====== THE DATA
use super::predicates::lerp;
use super::Point2;

/// Maximum distance between a quadratic Bezier and its chord.
#[must_use]
pub fn quadratic_flatness(p0: &Point2, p1: &Point2, p2: &Point2) -> f64 {
    let dx = f64::from(p0.x) - 2.0 * f64::from(p1.x) + f64::from(p2.x);
    let dy = f64::from(p0.y) - 2.0 * f64::from(p1.y) + f64::from(p2.y);
    (dx * dx + dy * dy).sqrt() * 0.25
}

/// Subdivides a quadratic Bezier into line segments by recursive bisection.
///
/// Returns the points after `p0`, ending with `p2`. A half is split again
/// while its deviation from the chord exceeds `flatness` and `max_depth`
/// has not been reached.
#[must_use]
pub fn subdivide_quadratic(
    p0: &Point2,
    p1: &Point2,
    p2: &Point2,
    flatness: f32,
    max_depth: u32,
) -> Vec<Point2> {
    let mut out = Vec::new();
    subdivide(p0, p1, p2, f64::from(flatness), max_depth, &mut out);
    out
}

fn subdivide(
    p0: &Point2,
    p1: &Point2,
    p2: &Point2,
    flatness: f64,
    depth: u32,
    out: &mut Vec<Point2>,
) {
    if depth == 0 || quadratic_flatness(p0, p1, p2) <= flatness {
        out.push(*p2);
        return;
    }
    let left_ctrl = lerp(p0, p1, 0.5);
    let right_ctrl = lerp(p1, p2, 0.5);
    let mid = lerp(&left_ctrl, &right_ctrl, 0.5);
    subdivide(p0, &left_ctrl, &mid, flatness, depth - 1, out);
    subdivide(&mid, &right_ctrl, p2, flatness, depth - 1, out);
}

/// Approximates a cubic Bezier by two quadratics, split at `t = 0.5`.
///
/// Each returned triple is `(start, control, end)`.
#[must_use]
pub fn cubic_to_quadratics(
    p0: &Point2,
    c1: &Point2,
    c2: &Point2,
    p3: &Point2,
) -> [(Point2, Point2, Point2); 2] {
    let ab = lerp(p0, c1, 0.5);
    let bc = lerp(c1, c2, 0.5);
    let cd = lerp(c2, p3, 0.5);
    let abc = lerp(&ab, &bc, 0.5);
    let bcd = lerp(&bc, &cd, 0.5);
    let mid = lerp(&abc, &bcd, 0.5);
    [
        (*p0, quadratic_control(p0, &ab, &abc, &mid), mid),
        (mid, quadratic_control(&mid, &bcd, &cd, p3), *p3),
    ]
}

/// Control point of the quadratic that best matches the cubic `(a, b, c, d)`.
fn quadratic_control(a: &Point2, b: &Point2, c: &Point2, d: &Point2) -> Point2 {
    let x = (3.0 * (b.x + c.x) - a.x - d.x) * 0.25;
    let y = (3.0 * (b.y + c.y) - a.y - d.y) * 0.25;
    Point2::new(x, y)
}

#[cfg(test)]
mod tests {
    use super::*;
    use approx::assert_relative_eq;

    #[test]
    fn straight_curve_is_not_subdivided() {
        let pts = subdivide_quadratic(
            &Point2::new(0.0, 0.0),
            &Point2::new(1.0, 0.0),
            &Point2::new(2.0, 0.0),
            0.1,
            8,
        );
        assert_eq!(pts, vec![Point2::new(2.0, 0.0)]);
    }

    #[test]
    fn bent_curve_ends_at_end_point_and_stays_on_curve() {
        let (p0, p1, p2) = (
            Point2::new(0.0, 0.0),
            Point2::new(5.0, 10.0),
            Point2::new(10.0, 0.0),
        );
        let pts = subdivide_quadratic(&p0, &p1, &p2, 0.1, 8);
        assert!(pts.len() > 4);
        assert_eq!(*pts.last().unwrap_or(&p0), p2);
        // The apex of this parabola is (5, 5); the flattened points never exceed it.
        assert!(pts.iter().all(|p| p.y <= 5.0 + 1e-4));
    }

    #[test]
    fn depth_limit_bounds_point_count() {
        let pts = subdivide_quadratic(
            &Point2::new(0.0, 0.0),
            &Point2::new(500.0, 1000.0),
            &Point2::new(1000.0, 0.0),
            1e-6,
            3,
        );
        assert_eq!(pts.len(), 8);
    }

    #[test]
    fn cubic_split_keeps_end_points() {
        let [first, second] = cubic_to_quadratics(
            &Point2::new(0.0, 0.0),
            &Point2::new(0.0, 1.0),
            &Point2::new(1.0, 1.0),
            &Point2::new(1.0, 0.0),
        );
        assert_eq!(first.0, Point2::new(0.0, 0.0));
        assert_eq!(first.2, second.0);
        assert_eq!(second.2, Point2::new(1.0, 0.0));
        assert_relative_eq!(first.2.x, 0.5);
        assert_relative_eq!(first.2.y, 0.75);
    }
}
============
_PROBLEM TO WORK ON_: Once you find the string "from" in a line of the records, copy that line.

_OUTPUT FOR THIS EXERCISE_:
    let dx = f64::from(p0.x) - 2.0 * f64::from(p1.x) + f64::from(p2.x);
    let dy = f64::from(p0.y) - 2.0 * f64::from(p1.y) + f64::from(p2.y);
/// while its deviation from the chord exceeds `flatness` and `max_depth`
    subdivide(p0, p1, p2, f64::from(flatness), max_depth, &mut out);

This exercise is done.